By this third week of Lent, we come to the well of the Eucharist, tired, worn out and thirsty. So too, does the Samaritan woman and even Jesus Himself.
We are thirsting for water as a basic human need, and it is through our common human heritage that God intends to touch our lives and to replenish our spirits by opening the floodgates of His eternal love within us.
God became man to dwell among us, and today He was with us in the Sacrament of Confession – reconciling us to Himself through our admission of sin and sorrow.
The Samaritan woman comes to the well because she is spiritually spent; she is tangled in a web of deceit of her own construction. But, Jesus untangles self-deception slowly until He and the woman come face to face with the reality of her own humanity.
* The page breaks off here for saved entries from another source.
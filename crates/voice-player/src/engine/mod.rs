//! Output engine abstraction.
//!
//! An engine accepts playable buffers in submission order, plays them back to back, and
//! reports each finished buffer by sending its [`Completion`] token on the channel handed to
//! [`OutputEngine::start`]. Completions are the only way playback progress re-enters the
//! player.

mod output;
pub(crate) mod rate;

use crossbeam_channel::Sender;

use crate::convert::PlayableBuffer;
use crate::error::EngineStartError;

pub use output::CpalEngine;

/// Identifies one submitted buffer.
pub type BufferId = u64;

/// Token sent back by the engine once a buffer has fully played.
#[derive(Clone, Copy, Debug, PartialEq, Eq, Hash)]
pub struct Completion {
    /// Stream generation the buffer belongs to.
    pub generation: u64,
    /// Per-generation submission index.
    pub id: BufferId,
}

#[derive(Clone, Copy, Debug, PartialEq, Eq)]
pub enum EngineState {
    Idle,
    Running,
}

/// Ordered buffer player driven by the scheduler.
///
/// Implementations need not be `Send`: the player builds its engine on the worker thread.
pub trait OutputEngine {
    fn state(&self) -> EngineState;

    /// Bring the output up. Completions for buffers submitted while running go to
    /// `completions`.
    fn start(&mut self, completions: &Sender<Completion>) -> Result<(), EngineStartError>;

    /// Queue `buffer` after everything submitted earlier. Only called while running.
    fn submit(&mut self, token: Completion, buffer: PlayableBuffer);

    /// Halt output now and discard unfinished buffers without reporting them.
    fn stop(&mut self);
}
//! Run configuration: optional TOML file with CLI flags layered on top.

use std::path::{Path, PathBuf};

use anyhow::{Context, Result};
use serde::Deserialize;
use voice_player::PlayerConfig;

use crate::cli::Args;

pub const DEFAULT_CHUNK_MS: u64 = 100;

/// Contents of a `--config` file.
///
/// ```toml
/// [player]
/// device = "USB"
/// stereo_history = true
///
/// [session]
/// export = "reply.wav"
/// chunk_ms = 40
/// ```
#[derive(Clone, Debug, Default, Deserialize)]
#[serde(default)]
pub struct FileConfig {
    pub player: PlayerConfig,
    pub session: SessionFileConfig,
}

#[derive(Clone, Debug, Default, Deserialize)]
#[serde(default)]
pub struct SessionFileConfig {
    pub export: Option<PathBuf>,
    pub chunk_ms: Option<u64>,
    pub interrupt_after_ms: Option<u64>,
}

/// Effective settings for one playback run.
#[derive(Clone, Debug)]
pub struct RunConfig {
    pub player: PlayerConfig,
    pub export: Option<PathBuf>,
    pub interrupt_after_ms: Option<u64>,
    pub chunk_ms: u64,
}

pub fn load_file_config(path: &Path) -> Result<FileConfig> {
    let text =
        std::fs::read_to_string(path).with_context(|| format!("read config {path:?}"))?;
    parse_file_config(&text).with_context(|| format!("parse config {path:?}"))
}

pub fn parse_file_config(text: &str) -> Result<FileConfig> {
    Ok(toml::from_str(text)?)
}

/// Merge `file` with the flags in `args`; flags win.
pub fn resolve(args: &Args, file: FileConfig, chunk_ms_flag: Option<u64>) -> RunConfig {
    let mut player = file.player;
    if let Some(device) = args.device.clone() {
        player.device = Some(device);
    }
    if let Some(rate) = args.sample_rate {
        player.sample_rate_hz = rate;
    }
    if let Some(rate) = args.playback_rate {
        player.playback_rate = rate;
    }
    if let Some(profile) = args.output_profile {
        player.output_profile = profile.into();
    }
    if let Some(frames) = args.buffer_frames {
        player.buffer_size_frames = Some(frames);
    }
    if args.stereo_history {
        player.stereo_history = true;
    }

    RunConfig {
        player,
        export: args.export.clone().or(file.session.export),
        interrupt_after_ms: args.interrupt_after_ms.or(file.session.interrupt_after_ms),
        chunk_ms: chunk_ms_flag
            .or(file.session.chunk_ms)
            .unwrap_or(DEFAULT_CHUNK_MS)
            .max(1),
    }
}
Jesus comes to the well desiring to be replenished by our lives; not the lives we ought to live, or the lives we hope to live. He comes to soak in the reality of our own humanness, uniting them for a better life, a more fulfilled life, a responding life to God.
The demands of this better life are great, but in our practices of Lent we experience Jesus’ spiritual desire to walk with us, so that together we can be strong on our road to heaven.
And, once in a while, he expects us to turn to Him and say: “Sir, give me this water to drink.”
May His compassion fill us with hope and lead us through a lent of repentance to the beauty of Easter joy.